- _BRIEF_: Every record, down to the last line, must be given again exactly.
_____
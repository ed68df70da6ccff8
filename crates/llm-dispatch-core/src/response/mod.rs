//! Post-processing of captured backend output.
//!
//! Callers apply these independently of dispatch: [`extract_json`] to
//! recover a JSON value from stdout, then schema validation and/or
//! [`parse_qa_response`].

pub mod extract;
pub mod schema;
pub mod verdict;

pub use extract::{extract_balanced, extract_fenced, extract_json, unwrap_text_wrapper};
pub use schema::{
    validate_against_schema, validate_against_schema_file, CompiledSchema, SchemaCache,
    SchemaError, ValidationResult,
};
pub use verdict::{
    parse_qa_response, validate_qa_schema, QaResponse, QaSchemaError, Verdict, VerdictError,
    DEFAULT_QA_SCHEMA, REQUIRED_VERDICTS,
};
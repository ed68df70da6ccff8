//! Invocation outcomes and their classification.

use crate::domain::{DispatchError, Result};

/// Captured, trimmed output of a process.
#[derive(Debug, Clone, Default, PartialEq, Eq)]
pub struct CapturedOutput {
    pub stdout: String,
    pub stderr: String,
}

impl CapturedOutput {
    /// Decode raw bytes (lossy UTF-8) and trim surrounding whitespace.
    pub fn from_bytes(stdout: &[u8], stderr: &[u8]) -> Self {
        Self {
            stdout: String::from_utf8_lossy(stdout).trim().to_string(),
            stderr: String::from_utf8_lossy(stderr).trim().to_string(),
        }
    }
}

/// What happened to a spawned process. Exactly one variant per invocation.
#[derive(Debug, Clone, PartialEq, Eq)]
pub enum InvocationOutcome {
    /// The process ran and exited; `exit_code` is `-1` for signal termination.
    Completed {
        exit_code: i32,
        output: CapturedOutput,
    },
    /// The deadline elapsed first. Output holds whatever was read before the kill.
    TimedOut {
        timeout_secs: u64,
        output: CapturedOutput,
    },
    /// The process could not be started or waited on.
    InfrastructureFailure { cause: String },
}

/// A process that ran to completion.
#[derive(Debug, Clone, PartialEq, Eq)]
pub struct Completed {
    pub exit_code: i32,
    pub output: CapturedOutput,
}

/// Split an outcome into data (completed runs) and errors (everything else).
pub fn classify(outcome: InvocationOutcome) -> Result<Completed> {
    match outcome {
        InvocationOutcome::Completed { exit_code, output } => Ok(Completed { exit_code, output }),
        InvocationOutcome::TimedOut { timeout_secs, .. } => {
            Err(DispatchError::TimedOut(timeout_secs))
        }
        InvocationOutcome::InfrastructureFailure { cause } => {
            Err(DispatchError::Infrastructure(cause))
        }
    }
}

#[cfg(test)]
mod tests {
    use super::*;

    #[test]
    fn test_nonzero_exit_is_data() {
        let completed = classify(InvocationOutcome::Completed {
            exit_code: 2,
            output: CapturedOutput {
                stdout: String::new(),
                stderr: "usage".to_string(),
            },
        })
        .unwrap();
        assert_eq!(completed.exit_code, 2);
        assert_eq!(completed.output.stderr, "usage");
    }

    #[test]
    fn test_timeout_is_error() {
        let err = classify(InvocationOutcome::TimedOut {
            timeout_secs: 5,
            output: CapturedOutput::default(),
        })
        .unwrap_err();
        assert!(matches!(err, DispatchError::TimedOut(5)));
    }

    #[test]
    fn test_spawn_failure_is_error() {
        let err = classify(InvocationOutcome::InfrastructureFailure {
            cause: "No such file or directory (os error 2)".to_string(),
        })
        .unwrap_err();
        assert!(matches!(err, DispatchError::Infrastructure(_)));
        assert!(err.to_string().contains("os error 2"));
    }

    #[test]
    fn test_captured_output_trims() {
        let out = CapturedOutput::from_bytes(b"  {\"a\":1}\n\n", b"\twarn\n");
        assert_eq!(out.stdout, "{\"a\":1}");
        assert_eq!(out.stderr, "warn");
    }
}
_____
- _THE ANSWER_:
repository ed68df70da6ccff8
filename crates/llm-dispatch-core/src/response/mod.rs
//! Post-processing of captured backend output.
//!
//! Callers apply these independently of dispatch: [`extract_json`] to
//! recover a JSON value from stdout, then schema validation and/or
//! [`parse_qa_response`].

pub mod extract;
pub mod schema;
pub mod verdict;

pub use extract::{extract_balanced, extract_fenced, extract_json, unwrap_text_wrapper};
pub use schema::{
    validate_against_schema, validate_against_schema_file, CompiledSchema, SchemaCache,
    SchemaError, ValidationResult,
};
pub use verdict::{
    parse_qa_response, validate_qa_schema, QaResponse, QaSchemaError, Verdict, VerdictError,
    DEFAULT_QA_SCHEMA, REQUIRED_VERDICTS,
};
repository ed68df70da6ccff8
//! Invocation outcomes and their classification.

use crate::domain::{DispatchError, Result};

/// Captured, trimmed output of a process.
#[derive(Debug, Clone, Default, PartialEq, Eq)]
pub struct CapturedOutput {
    pub stdout: String,
    pub stderr: String,
}

impl CapturedOutput {
    /// Decode raw bytes (lossy UTF-8) and trim surrounding whitespace.
    pub fn from_bytes(stdout: &[u8], stderr: &[u8]) -> Self {
        Self {
            stdout: String::from_utf8_lossy(stdout).trim().to_string(),
            stderr: String::from_utf8_lossy(stderr).trim().to_string(),
        }
    }
}

/// What happened to a spawned process. Exactly one variant per invocation.
#[derive(Debug, Clone, PartialEq, Eq)]
pub enum InvocationOutcome {
    /// The process ran and exited; `exit_code` is `-1` for signal termination.
    Completed {
        exit_code: i32,
        output: CapturedOutput,
    },
    /// The deadline elapsed first. Output holds whatever was read before the kill.
    TimedOut {
        timeout_secs: u64,
        output: CapturedOutput,
    },
    /// The process could not be started or waited on.
    InfrastructureFailure { cause: String },
}

/// A process that ran to completion.
#[derive(Debug, Clone, PartialEq, Eq)]
pub struct Completed {
    pub exit_code: i32,
    pub output: CapturedOutput,
}

/// Split an outcome into data (completed runs) and errors (everything else).
pub fn classify(outcome: InvocationOutcome) -> Result<Completed> {
    match outcome {
        InvocationOutcome::Completed { exit_code, output } => Ok(Completed { exit_code, output }),
        InvocationOutcome::TimedOut { timeout_secs, .. } => {
            Err(DispatchError::TimedOut(timeout_secs))
        }
        InvocationOutcome::InfrastructureFailure { cause } => {
            Err(DispatchError::Infrastructure(cause))
        }
    }
}

#[cfg(test)]
mod tests {
    use super::*;

    #[test]
    fn test_nonzero_exit_is_data() {
        let completed = classify(InvocationOutcome::Completed {
            exit_code: 2,
            output: CapturedOutput {
                stdout: String::new(),
                stderr: "usage".to_string(),
            },
        })
        .unwrap();
        assert_eq!(completed.exit_code, 2);
        assert_eq!(completed.output.stderr, "usage");
    }

    #[test]
    fn test_timeout_is_error() {
        let err = classify(InvocationOutcome::TimedOut {
            timeout_secs: 5,
            output: CapturedOutput::default(),
        })
        .unwrap_err();
        assert!(matches!(err, DispatchError::TimedOut(5)));
    }

    #[test]
    fn test_spawn_failure_is_error() {
        let err = classify(InvocationOutcome::InfrastructureFailure {
            cause: "No such file or directory (os error 2)".to_string(),
        })
        .unwrap_err();
        assert!(matches!(err, DispatchError::Infrastructure(_)));
        assert!(err.to_string().contains("os error 2"));
    }

    #[test]
    fn test_captured_output_trims() {
        let out = CapturedOutput::from_bytes(b"  {\"a\":1}\n\n", b"\twarn\n");
        assert_eq!(out.stdout, "{\"a\":1}");
        assert_eq!(out.stderr, "warn");
    }
}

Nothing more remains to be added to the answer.